本発明は、食用油脂組成物及び該食用油脂組成物含有食品に関する。
炒飯、中華蒸し麺、ゆでパスタなどの澱粉が多く、表面に水分が多い食品は、ご飯や麺、パスタなどが付着するなどの問題が発生しやすい。従来よりこれらの問題を改善するために、油脂をコーティングし、ご飯、麺、パスタなどの相互の付着を防止し、ほぐれ性を改善することが行われてきた。特に、コーティングに用いる油脂中に特定の乳化剤を含有させることで、これらのほぐれ性改善および食品のツヤだし等の効果が認められていた(特許文献1)。
しかし、これまでの乳化剤を配合した食用油脂組成物は、含まれる乳化剤の親油性が低く、溶解させても、保存している間に沈殿を生じてしまう点や、水分が高くなると乳化剤成分が分離しやすくなるとの問題が発生した。一度、分離すると再度の均質化が難しく、さらにご飯、蒸し麺、ゆでパスタへの調理時に不均一になる。ご飯、蒸し麺、ゆでパスタへのスプレー等で目詰まりを起すなどのトラブルがあった。また、粉末ソースで味付けする焼そばに利用する場合、粉末ソースが焦げるという問題も発生した。
特開昭57−14139号公報
本発明の目的は、澱粉含量の多い食品にコーティングされることで、そのほぐれ性を向上させ、かつ、乳化剤分離を起こりにくくする食用油脂組成物、及び該食用油脂組成物含有食品を提供することにある。また、本発明の別の目的は、粉末ソース等を併用する際において、当該粉末ソース等を焦げにくくする効果を奏する食用油脂組成物、及び該食用油脂組成物含有食品を提供することにある。

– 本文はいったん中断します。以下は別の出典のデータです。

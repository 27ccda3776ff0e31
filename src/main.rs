//! klaxond - alert aggregation and routing daemon.
//!
//! # Usage
//!
//! ```bash
//! # Run with the default configuration path
//! klaxond
//!
//! # Run with an explicit configuration file
//! klaxond -f /etc/klaxon.toml
//!
//! # Validate the configuration and exit
//! klaxond -f klaxon.toml --test
//! ```

use std::collections::HashSet;
use std::net::SocketAddr;
use std::path::PathBuf;
use std::sync::Arc;

use anyhow::{bail, Context, Result};
use clap::Parser;
use tokio::task::JoinSet;
use tokio_util::sync::CancellationToken;
use tracing::{error, info};

use klaxon::api::{create_app, ApiState};
use klaxon::config::Config;
use klaxon::dispatch::Dispatcher;
use klaxon::params;
use klaxon::pipeline::Pipeline;
use klaxon::source::{new_source, PostFn, Source};
use klaxon::{new_filter, new_transport};

const DEFAULT_CONFIG_PATH: &str = "/etc/klaxon.toml";

#[derive(Parser, Debug)]
#[command(name = "klaxond")]
#[command(about = "Alert aggregation and routing daemon")]
#[command(version)]
struct CliArgs {
    /// Configuration file name
    #[arg(short = 'f', long = "config", default_value = DEFAULT_CONFIG_PATH)]
    config: PathBuf,

    /// Test the configuration and exit
    #[arg(long)]
    test: bool,

    /// Override the configured listen address
    #[arg(long, value_name = "HOST:PORT")]
    addr: Option<String>,
}

/// Task identification for supervisor logging.
#[derive(Debug, Clone, Copy)]
enum TaskName {
    HttpServer,
    Dispatcher,
    Source,
}

impl std::fmt::Display for TaskName {
    fn fmt(&self, f: &mut std::fmt::Formatter<'_>) -> std::fmt::Result {
        match self {
            TaskName::HttpServer => write!(f, "HttpServer"),
            TaskName::Dispatcher => write!(f, "Dispatcher"),
            TaskName::Source => write!(f, "Source"),
        }
    }
}

fn init_logging(cfg: &Config) {
    let filter = tracing_subscriber::EnvFilter::try_from_default_env()
        .unwrap_or_else(|_| tracing_subscriber::EnvFilter::new(cfg.log.level.clone()));

    if cfg.log.format == "json" {
        tracing_subscriber::fmt().with_env_filter(filter).json().init();
    } else {
        tracing_subscriber::fmt()
            .with_env_filter(filter)
            .with_target(false)
            .init();
    }
}

/// Build the pipeline (routes and static filters) from configuration.
fn build_pipeline(cfg: &Config) -> Result<Arc<Pipeline>> {
    let pipeline = Arc::new(Pipeline::new());

    for (id, transport_params) in &cfg.routes {
        let mut transports = Vec::with_capacity(transport_params.len());
        for p in transport_params {
            let t = new_transport(&p.kind, &p.params)
                .with_context(|| format!("route {id}"))?;
            transports.push(t);
        }
        pipeline
            .put_route(id, transports)
            .with_context(|| format!("route {id}"))?;
    }

    let mut seen = HashSet::new();
    for p in &cfg.filters {
        let id = params::req_str(&p.params, "id")
            .with_context(|| format!("filter of type {}", p.kind))?;
        if !seen.insert(id.clone()) {
            bail!("duplicate filter id: {id}");
        }
        let f = new_filter(&p.kind, &id, &p.params).with_context(|| format!("filter {id}"))?;
        pipeline
            .add_static_filter(f)
            .with_context(|| format!("filter {id}"))?;
    }

    Ok(pipeline)
}

fn build_sources(cfg: &Config) -> Result<Vec<Arc<dyn Source>>> {
    let mut sources = Vec::with_capacity(cfg.sources.len());
    for p in &cfg.sources {
        let s = new_source(&p.kind, &p.params)
            .with_context(|| format!("source of type {}", p.kind))?;
        sources.push(s);
    }
    Ok(sources)
}

#[tokio::main]
async fn main() -> Result<()> {
    let args = CliArgs::parse();

    let cfg = Config::load(&args.config)
        .with_context(|| format!("failed to load {}", args.config.display()))?;

    init_logging(&cfg);

    let pipeline = build_pipeline(&cfg)?;
    let sources = build_sources(&cfg)?;

    let dispatcher = Arc::new(Dispatcher::new(
        cfg.initial_duration(),
        cfg.max_duration(),
        pipeline.clone(),
    ));

    if args.test {
        // All configurations are tested.
        println!("{}: configuration OK", args.config.display());
        return Ok(());
    }

    let server_addr = args.addr.unwrap_or_else(|| cfg.listen_addr());
    let state = ApiState::new(pipeline, dispatcher.clone(), Some(cfg.api_token.clone()));
    let app = create_app(state);

    let listener = tokio::net::TcpListener::bind(&server_addr)
        .await
        .with_context(|| format!("failed to bind to {server_addr}"))?;

    info!(addr = %server_addr, "klaxond starting");

    let cancel_token = CancellationToken::new();
    let shutdown_token = cancel_token.clone();
    tokio::spawn(async move {
        tokio::signal::ctrl_c().await.ok();
        info!("received ctrl-c, initiating shutdown");
        shutdown_token.cancel();
    });

    let mut task_set: JoinSet<Result<TaskName>> = JoinSet::new();

    // Task: HTTP server.
    let http_cancel = cancel_token.clone();
    task_set.spawn(async move {
        let result = axum::serve(
            listener,
            app.into_make_service_with_connect_info::<SocketAddr>(),
        )
        .with_graceful_shutdown(async move {
            http_cancel.cancelled().await;
        })
        .await;

        match result {
            Ok(()) => Ok(TaskName::HttpServer),
            Err(e) => Err(anyhow::anyhow!("HTTP server error: {e}")),
        }
    });

    // Task: dispatcher loop.
    let dispatch_cancel = cancel_token.clone();
    let dispatch = dispatcher.clone();
    task_set.spawn(async move {
        dispatch.run(dispatch_cancel).await;
        Ok(TaskName::Dispatcher)
    });

    // Tasks: one per source.
    for source in sources {
        let source_cancel = cancel_token.clone();
        let d = dispatcher.clone();
        let post: PostFn = Arc::new(move |a| d.post(a));
        task_set.spawn(async move {
            source
                .run(source_cancel, post)
                .await
                .map(|_| TaskName::Source)
                .map_err(|e| anyhow::anyhow!(e))
        });
    }

    // Supervisor loop: any task failure cancels the rest.
    let mut failure: Option<anyhow::Error> = None;
    while let Some(result) = task_set.join_next().await {
        match result {
            Ok(Ok(task_name)) => {
                info!(task = %task_name, "task completed");
            }
            Ok(Err(e)) => {
                error!(error = %e, "task failed");
                cancel_token.cancel();
                failure.get_or_insert(e);
            }
            Err(e) => {
                error!(error = %e, "task panicked");
                cancel_token.cancel();
                failure.get_or_insert(anyhow::anyhow!("task panicked: {e}"));
            }
        }
    }

    if let Some(e) = failure {
        return Err(e);
    }

    info!("klaxond shutdown complete");
    Ok(())
}
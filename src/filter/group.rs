//! `group` filter: merges alerts sharing a grouping key into one alert
//! carrying the originals in `Sub`.

use std::collections::BTreeMap;
use std::sync::Arc;

use async_trait::async_trait;
use chrono::Utc;
use rhai::AST;
use serde_json::{Map, Value};

use super::{BaseFilter, Filter, FilterError};
use crate::alert::Alert;
use crate::params::{self, PluginParams};
use crate::script;

const FILTER_TYPE: &str = "group";

const DEFAULT_FROM_PREFIX: &str = "filter:";
const DEFAULT_HOST: &str = "localhost";
const DEFAULT_TITLE: &str = "merged alert";

#[derive(Debug)]
struct GroupFilter {
    base: BaseFilter,
    by: Option<AST>,
    orig_by: String,
    from: String,
    title: String,
    message: String,
    routes: Vec<String>,
}

impl GroupFilter {
    /// Merge a non-empty group. A group of one is returned unchanged.
    fn merge(&self, group: Vec<Alert>) -> Alert {
        if group.len() == 1 {
            return group.into_iter().next().unwrap_or_default();
        }

        let first = &group[0];
        let mut merged = Alert {
            from: first.from.clone(),
            date: Utc::now(),
            host: first.host.clone(),
            title: first.title.clone(),
            message: first.message.clone(),
            routes: self.routes.clone(),
            ..Alert::default()
        };

        for a in &group[1..] {
            if a.from != first.from {
                merged.from = if self.from.is_empty() {
                    format!("{}{}", DEFAULT_FROM_PREFIX, self.base.id())
                } else {
                    self.from.clone()
                };
            }
            if a.host != first.host {
                merged.host = DEFAULT_HOST.to_string();
            }
            if a.title != first.title {
                merged.title = if self.title.is_empty() {
                    DEFAULT_TITLE.to_string()
                } else {
                    self.title.clone()
                };
            }
            if a.message != first.message {
                merged.message = self.message.clone();
            }
        }

        merged.sub = group;
        merged
    }

    fn key_of(&self, a: &Alert) -> Result<String, FilterError> {
        match &self.by {
            None => Ok(String::new()),
            Some(ast) => {
                let v = self
                    .base
                    .vm()
                    .eval_alert(ast, a)
                    .map_err(|e| FilterError::process(self.base.id(), e))?;
                Ok(script::key_string(&v))
            }
        }
    }
}

#[async_trait]
impl Filter for GroupFilter {
    fn base(&self) -> &BaseFilter {
        &self.base
    }

    fn params(&self) -> PluginParams {
        let mut p = PluginParams::new(FILTER_TYPE);
        if !self.orig_by.is_empty() {
            p.params.insert("by".to_string(), Value::from(self.orig_by.clone()));
        }
        if !self.from.is_empty() {
            p.params.insert("from".to_string(), Value::from(self.from.clone()));
        }
        if !self.title.is_empty() {
            p.params.insert("title".to_string(), Value::from(self.title.clone()));
        }
        if !self.message.is_empty() {
            p.params
                .insert("message".to_string(), Value::from(self.message.clone()));
        }
        if !self.routes.is_empty() {
            p.params
                .insert("routes".to_string(), Value::from(self.routes.clone()));
        }
        self.base.add_params(&mut p.params);
        p
    }

    async fn process(&self, alerts: Vec<Alert>) -> Result<Vec<Alert>, FilterError> {
        let mut out = Vec::new();
        // BTreeMap keeps group emission order deterministic.
        let mut groups: BTreeMap<String, Vec<Alert>> = BTreeMap::new();

        if self.base.all() {
            if !self.base.if_all(&alerts).await? {
                return Ok(alerts);
            }
            for a in alerts {
                let key = self.key_of(&a)?;
                groups.entry(key).or_default().push(a);
            }
        } else {
            for a in alerts {
                if !self.base.if_alert(&a).await? {
                    out.push(a);
                    continue;
                }
                let key = self.key_of(&a)?;
                groups.entry(key).or_default().push(a);
            }
        }

        for (_, group) in groups {
            out.push(self.merge(group));
        }
        Ok(out)
    }
}

pub fn construct(id: &str, p: &Map<String, Value>) -> Result<Arc<dyn Filter>, FilterError> {
    let wrap = |e: params::ParamError| FilterError::construct(id, e);

    let base = BaseFilter::init(id, p)?;

    let orig_by = params::opt_str(p, "by").map_err(wrap)?.unwrap_or_default();
    let by = if orig_by.is_empty() {
        None
    } else {
        Some(
            base.vm()
                .compile(&orig_by)
                .map_err(|e| FilterError::construct(id, format!("by: {e}")))?,
        )
    };

    Ok(Arc::new(GroupFilter {
        by,
        orig_by,
        from: params::opt_str(p, "from").map_err(wrap)?.unwrap_or_default(),
        title: params::opt_str(p, "title").map_err(wrap)?.unwrap_or_default(),
        message: params::opt_str(p, "message").map_err(wrap)?.unwrap_or_default(),
        routes: params::opt_str_vec(p, "routes").map_err(wrap)?.unwrap_or_default(),
        base,
    }))
}

#[cfg(test)]
mod tests {
    use super::*;
    use serde_json::json;

    fn params(v: Value) -> Map<String, Value> {
        v.as_object().unwrap().clone()
    }

    fn alert(from: &str, host: &str, title: &str) -> Alert {
        let mut a = Alert::new(from, title);
        a.host = host.to_string();
        a
    }

    #[tokio::test]
    async fn test_universal_key_merges_everything() {
        let f = construct("g", &params(json!({"routes": ["ops"]}))).unwrap();
        let batch = vec![
            alert("m", "h1", "a"),
            alert("m", "h1", "b"),
            alert("m", "h1", "c"),
            alert("m", "h1", "d"),
        ];
        let out = f.process(batch).await.unwrap();
        assert_eq!(out.len(), 1);
        assert_eq!(out[0].sub.len(), 4);
        assert_eq!(out[0].routes, vec!["ops"]);
        assert!(out[0].info.is_empty());
        // Titles differ, so the synthesized default applies.
        assert_eq!(out[0].title, "merged alert");
        assert_eq!(out[0].from, "m");
        assert_eq!(out[0].host, "h1");
    }

    #[tokio::test]
    async fn test_singleton_group_passes_identity() {
        let f = construct("g", &Map::new()).unwrap();
        let a = alert("m", "h", "only");
        let out = f.process(vec![a.clone()]).await.unwrap();
        assert_eq!(out.len(), 1);
        assert_eq!(out[0].title, "only");
        assert!(out[0].sub.is_empty());
        assert_eq!(out[0].date, a.date);
    }

    #[tokio::test]
    async fn test_group_by_script_key() {
        let f = construct("g", &params(json!({"by": "alert.Host"}))).unwrap();
        let batch = vec![
            alert("m", "h1", "a"),
            alert("m", "h2", "b"),
            alert("m", "h1", "c"),
        ];
        let out = f.process(batch).await.unwrap();
        assert_eq!(out.len(), 2);
        let merged = out.iter().find(|a| !a.sub.is_empty()).unwrap();
        assert_eq!(merged.sub.len(), 2);
        assert_eq!(merged.host, "h1");
        let single = out.iter().find(|a| a.sub.is_empty()).unwrap();
        assert_eq!(single.title, "b");
    }

    #[tokio::test]
    async fn test_divergent_fields_fall_back() {
        let f = construct(
            "g",
            &params(json!({"from": "aggregator", "title": "storm"})),
        )
        .unwrap();
        let batch = vec![alert("a", "h1", "x"), alert("b", "h2", "y")];
        let out = f.process(batch).await.unwrap();
        assert_eq!(out[0].from, "aggregator");
        assert_eq!(out[0].host, "localhost");
        assert_eq!(out[0].title, "storm");

        let f = construct("g", &Map::new()).unwrap();
        let batch = vec![alert("a", "h1", "x"), alert("b", "h2", "y")];
        let out = f.process(batch).await.unwrap();
        assert_eq!(out[0].from, "filter:g");
    }

    #[tokio::test]
    async fn test_non_matching_bypass() {
        let f = construct("g", &params(json!({"if": "alert.From == \"m\""}))).unwrap();
        let batch = vec![
            alert("m", "h", "a"),
            alert("skip", "h", "b"),
            alert("m", "h", "c"),
        ];
        let out = f.process(batch).await.unwrap();
        // One bypassed alert plus one merged group.
        assert_eq!(out.len(), 2);
        assert_eq!(out[0].title, "b");
        assert_eq!(out[1].sub.len(), 2);
    }

    #[test]
    fn test_params_round_trip() {
        let src = params(json!({"by": "alert.Host", "routes": ["r1"], "title": "t"}));
        let f = construct("g", &src).unwrap();
        let p = f.params();
        assert_eq!(p.kind, "group");
        let g = construct("g", &p.params).unwrap();
        assert_eq!(g.params().params, p.params);
    }
}
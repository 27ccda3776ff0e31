//! Filter contract and registry.
//!
//! A filter is one stage of the alert pipeline: it may discard, edit,
//! merge, annotate or re-route the alerts of a batch. Concrete filters
//! embed [`BaseFilter`] for the shared state (id, label, activation,
//! expiration, the `if` condition and the private script environment) and
//! override only [`Filter::params`] and [`Filter::process`].

pub mod discard;
pub mod edit;
pub mod exec;
pub mod freq;
pub mod group;
pub mod route;

use std::collections::HashMap;
use std::process::Stdio;
use std::sync::atomic::{AtomicBool, Ordering};
use std::sync::{Arc, Mutex, OnceLock};

use async_trait::async_trait;
use chrono::{DateTime, Utc};
use regex::Regex;
use rhai::AST;
use serde_json::{Map, Value};
use thiserror::Error;
use tokio::io::AsyncWriteExt;

use crate::alert::Alert;
use crate::params::{self, PluginParams};
use crate::script::{self, ScriptVm};

/// Filter construction and processing errors.
#[derive(Debug, Error)]
pub enum FilterError {
    #[error("invalid filter id: {0}")]
    InvalidId(String),
    #[error("no such filter type: {0}")]
    UnknownType(String),
    #[error("{id}: {reason}")]
    Construct { id: String, reason: String },
    #[error("{id}: {reason}")]
    Process { id: String, reason: String },
}

impl FilterError {
    pub fn construct(id: &str, reason: impl ToString) -> Self {
        Self::Construct {
            id: id.to_string(),
            reason: reason.to_string(),
        }
    }

    pub fn process(id: &str, reason: impl ToString) -> Self {
        Self::Process {
            id: id.to_string(),
            reason: reason.to_string(),
        }
    }
}

/// Whether `id` is acceptable as a filter or route ID.
pub fn valid_id(id: &str) -> bool {
    static RE: OnceLock<Regex> = OnceLock::new();
    RE.get_or_init(|| Regex::new("^[a-zA-Z0-9_-]+$").unwrap())
        .is_match(id)
}

/// The interface filter plugins implement.
///
/// Everything except `params` and `process` has a default implementation
/// delegating to the embedded [`BaseFilter`].
#[async_trait]
pub trait Filter: Send + Sync + std::fmt::Debug {
    /// The shared state container.
    fn base(&self) -> &BaseFilter;

    /// Parameters sufficient to re-construct this filter.
    fn params(&self) -> PluginParams;

    /// Apply the filter to a batch and return the surviving alerts.
    async fn process(&self, alerts: Vec<Alert>) -> Result<Vec<Alert>, FilterError>;

    fn id(&self) -> &str {
        self.base().id()
    }
    fn label(&self) -> &str {
        self.base().label()
    }
    fn dynamic(&self) -> bool {
        self.base().dynamic()
    }
    fn set_dynamic(&self) {
        self.base().set_dynamic()
    }
    fn disabled(&self) -> bool {
        self.base().disabled()
    }
    fn enable(&self, enabled: bool) {
        self.base().enable(enabled)
    }
    fn inactivate(&self, until: DateTime<Utc>) {
        self.base().inactivate(until)
    }
    fn expired(&self) -> bool {
        self.base().expired()
    }
    fn reload(&self) -> Result<(), FilterError> {
        self.base().reload()
    }
}

/// The per-filter `if` condition.
#[derive(Debug)]
enum Condition {
    /// No condition: everything matches.
    Always,
    /// A compiled script expression, evaluated with `alert` or `alerts`.
    Script { src: String, ast: AST },
    /// An external command; exit code 0 means "matches".
    Command(Vec<String>),
}

#[derive(Debug, Default)]
struct Activation {
    disabled: bool,
    inactive_until: Option<DateTime<Utc>>,
}

/// Shared state and behaviour for all filters.
#[derive(Debug)]
pub struct BaseFilter {
    id: String,
    label: String,
    dynamic: AtomicBool,
    all: bool,
    expire: Option<DateTime<Utc>>,
    activation: Mutex<Activation>,
    condition: Condition,
    scripts: Vec<String>,
    vm: ScriptVm,
}

impl BaseFilter {
    /// Initialize from the common parameter vocabulary:
    /// `label`, `disabled`, `all`, `expire` (RFC 3339), `scripts`
    /// (helper script paths) and `if` (expression string or command array).
    pub fn init(id: &str, p: &Map<String, Value>) -> Result<Self, FilterError> {
        if !valid_id(id) {
            return Err(FilterError::InvalidId(id.to_string()));
        }
        let wrap = |e: params::ParamError| FilterError::construct(id, e);

        let label = params::opt_str(p, "label").map_err(wrap)?.unwrap_or_default();
        let disabled = params::opt_bool(p, "disabled").map_err(wrap)?.unwrap_or(false);
        let all = params::opt_bool(p, "all").map_err(wrap)?.unwrap_or(false);
        let expire = params::opt_rfc3339(p, "expire").map_err(wrap)?;
        let scripts = params::opt_str_vec(p, "scripts").map_err(wrap)?.unwrap_or_default();

        let vm = ScriptVm::new();
        if !scripts.is_empty() {
            vm.load(&scripts).map_err(|e| FilterError::construct(id, e))?;
        }

        let condition = match p.get("if") {
            None | Some(Value::Null) => Condition::Always,
            Some(Value::String(src)) => {
                let ast = vm
                    .compile(src)
                    .map_err(|e| FilterError::construct(id, format!("if: {e}")))?;
                Condition::Script {
                    src: src.clone(),
                    ast,
                }
            }
            Some(Value::Array(_)) => {
                let argv = params::opt_str_vec(p, "if").map_err(wrap)?.unwrap_or_default();
                if argv.is_empty() {
                    return Err(FilterError::construct(id, "if: empty command"));
                }
                Condition::Command(argv)
            }
            Some(_) => {
                return Err(FilterError::construct(
                    id,
                    "if must be a string or an array of strings",
                ));
            }
        };

        Ok(Self {
            id: id.to_string(),
            label,
            dynamic: AtomicBool::new(false),
            all,
            expire,
            activation: Mutex::new(Activation {
                disabled,
                inactive_until: None,
            }),
            condition,
            scripts,
            vm,
        })
    }

    pub fn id(&self) -> &str {
        &self.id
    }

    pub fn label(&self) -> &str {
        &self.label
    }

    /// Whether the filter processes whole batches instead of single alerts.
    pub fn all(&self) -> bool {
        self.all
    }

    pub fn dynamic(&self) -> bool {
        self.dynamic.load(Ordering::Relaxed)
    }

    pub fn set_dynamic(&self) {
        self.dynamic.store(true, Ordering::Relaxed);
    }

    /// Composite activation state: explicitly disabled, or still inside an
    /// inactivation window.
    pub fn disabled(&self) -> bool {
        let act = self.activation.lock().unwrap();
        act.disabled || act.inactive_until.is_some_and(|until| Utc::now() < until)
    }

    /// `enable(true)` clears both the disabled flag and any inactivation
    /// window; `enable(false)` sets the disabled flag.
    pub fn enable(&self, enabled: bool) {
        let mut act = self.activation.lock().unwrap();
        act.disabled = !enabled;
        if enabled {
            act.inactive_until = None;
        }
    }

    /// Disable the filter until `until`.
    pub fn inactivate(&self, until: DateTime<Utc>) {
        self.activation.lock().unwrap().inactive_until = Some(until);
    }

    /// A dynamic filter with an elapsed `expire` is garbage.
    pub fn expired(&self) -> bool {
        self.dynamic() && self.expire.is_some_and(|t| Utc::now() > t)
    }

    /// Re-load helper scripts into the private environment, if configured.
    pub fn reload(&self) -> Result<(), FilterError> {
        self.vm
            .reload()
            .map_err(|e| FilterError::construct(&self.id, e))
    }

    /// The filter's private script environment. Type-specific expressions
    /// (`by`, `code`, ...) compile against this so helper scripts apply.
    pub fn vm(&self) -> &ScriptVm {
        &self.vm
    }

    async fn run_if_command(&self, argv: &[String], stdin: Option<Vec<u8>>) -> Result<bool, FilterError> {
        let mut cmd = tokio::process::Command::new(&argv[0]);
        cmd.args(&argv[1..]).stdout(Stdio::null()).stderr(Stdio::null());
        cmd.stdin(if stdin.is_some() {
            Stdio::piped()
        } else {
            Stdio::null()
        });

        let mut child = cmd
            .spawn()
            .map_err(|e| FilterError::process(&self.id, format!("if command: {e}")))?;

        if let Some(data) = stdin {
            let mut pipe = child.stdin.take().ok_or_else(|| {
                FilterError::process(&self.id, "if command: failed to open stdin")
            })?;
            pipe.write_all(&data)
                .await
                .map_err(|e| FilterError::process(&self.id, format!("if command: {e}")))?;
            drop(pipe);
        }

        let status = child
            .wait()
            .await
            .map_err(|e| FilterError::process(&self.id, format!("if command: {e}")))?;
        Ok(status.success())
    }

    /// Evaluate the `if` condition against a single alert.
    pub async fn if_alert(&self, a: &Alert) -> Result<bool, FilterError> {
        match &self.condition {
            Condition::Always => Ok(true),
            Condition::Script { ast, .. } => {
                let v = self
                    .vm
                    .eval_alert(ast, a)
                    .map_err(|e| FilterError::process(&self.id, e))?;
                Ok(script::coerce_bool(&v))
            }
            Condition::Command(argv) => {
                let data = serde_json::to_vec(a)
                    .map_err(|e| FilterError::process(&self.id, e))?;
                self.run_if_command(argv, Some(data)).await
            }
        }
    }

    /// Evaluate the `if` condition against a whole batch.
    pub async fn if_all(&self, alerts: &[Alert]) -> Result<bool, FilterError> {
        match &self.condition {
            Condition::Always => Ok(true),
            Condition::Script { ast, .. } => {
                let v = self
                    .vm
                    .eval_alerts(ast, alerts)
                    .map_err(|e| FilterError::process(&self.id, e))?;
                Ok(script::coerce_bool(&v))
            }
            Condition::Command(argv) => self.run_if_command(argv, None).await,
        }
    }

    /// Add the common parameters, emitting only non-default values.
    pub fn add_params(&self, m: &mut Map<String, Value>) {
        if !self.label.is_empty() {
            m.insert("label".to_string(), Value::from(self.label.clone()));
        }
        if self.activation.lock().unwrap().disabled {
            m.insert("disabled".to_string(), Value::from(true));
        }
        if self.all {
            m.insert("all".to_string(), Value::from(true));
        }
        if !self.scripts.is_empty() {
            m.insert("scripts".to_string(), Value::from(self.scripts.clone()));
        }
        match &self.condition {
            Condition::Always => {}
            Condition::Script { src, .. } => {
                m.insert("if".to_string(), Value::from(src.clone()));
            }
            Condition::Command(argv) => {
                m.insert("if".to_string(), Value::from(argv.clone()));
            }
        }
        if self.dynamic() {
            if let Some(t) = self.expire {
                m.insert("expire".to_string(), Value::from(t.to_rfc3339()));
            }
        }
    }
}

/// A filter constructor registered for a `type` string.
pub type FilterConstructor =
    fn(&str, &Map<String, Value>) -> Result<Arc<dyn Filter>, FilterError>;

static FILTER_TYPES: OnceLock<HashMap<&'static str, FilterConstructor>> = OnceLock::new();

fn registry() -> &'static HashMap<&'static str, FilterConstructor> {
    FILTER_TYPES.get_or_init(|| {
        let mut m: HashMap<&'static str, FilterConstructor> = HashMap::new();
        m.insert("discard", discard::construct);
        m.insert("edit", edit::construct);
        m.insert("exec", exec::construct);
        m.insert("freq", freq::construct);
        m.insert("group", group::construct);
        m.insert("route", route::construct);
        m
    })
}

/// Construct a filter of the given type.
pub fn new_filter(
    kind: &str,
    id: &str,
    p: &Map<String, Value>,
) -> Result<Arc<dyn Filter>, FilterError> {
    let ctor = registry()
        .get(kind)
        .ok_or_else(|| FilterError::UnknownType(kind.to_string()))?;
    ctor(id, p)
}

本発明者は上記課題を解決するために鋭意検討を行った結果、グリセリンモノ脂肪酸エステルと、有機酸モノグリセライドとをそれぞれ一定量含有する油脂が上記の課題を解決することを見出し、この知見に基づいて本発明をなすに至った。
即ち、本発明は、次の(1)〜(8)からなっている。
(1)グリセリンモノ脂肪酸エステルを0.1〜1.5質量%、有機酸モノグリセライドを0.1〜1.2質量%含有することを特徴とする食用油脂組成物。
(2)さらに、ソルビタン脂肪酸エステルを0.01〜0.09質量%含有する、(1)記載の食用油脂組成物。
(3)前記グリセリンモノ脂肪酸エステルを構成する脂肪酸の50質量%以上が不飽和脂肪酸である、(1)または(2)に記載の食用油脂組成物。
(4)前記有機酸モノグリセライドを構成する有機酸がクエン酸である、(1)〜(3)のいずれかに記載の食用油脂組成物。
(5)さらにポリグリセリン脂肪酸エステルを0.01〜0.3質量%含有する、(1)〜(4)のいずれかに記載の食用油脂組成物。
(6)スプレー用途で使用される、(1)〜(5)のいずれかに記載の食用油脂組成物。
(7)(1)〜(6)のいずれかに記載の食用油脂組成物でコーティングされた、ことを特徴とする食用油脂組成物含有食品。
本発明によれば、澱粉含量の多い食品にコーティングされることで、そのほぐれ性を向上させ、かつ、乳化剤分離を起こりにくくする食用油脂組成物、及び該食用油脂組成物含有食品を提供することが可能である。また、本発明によれば、粉末ソース等を併用する際において、当該粉末ソース等を焦げにくくする効果を奏する食用油脂組成物、及び該食用油脂組成物含有食品を提供することが可能である。
以下、本発明を詳細に説明する。
本発明の食用油脂組成物は、グリセリンモノ脂肪酸エステルを0.1〜1.5質量%、有機酸モノグリセライドを0.1〜1.2質量%含有する。グリセリンモノ脂肪酸エステルの含有量を上記範囲内とすることで、粉末ソース等を使用する場合においても焦げ付きにくくすることができ、また、沈殿が発生しにくい、という利点がある。一方、有機酸モノグリセライドの含有量を上記範囲内とすることで、スプレーされた食品のほぐれ性を改善することができ、また、沈殿の発生を抑制することができる。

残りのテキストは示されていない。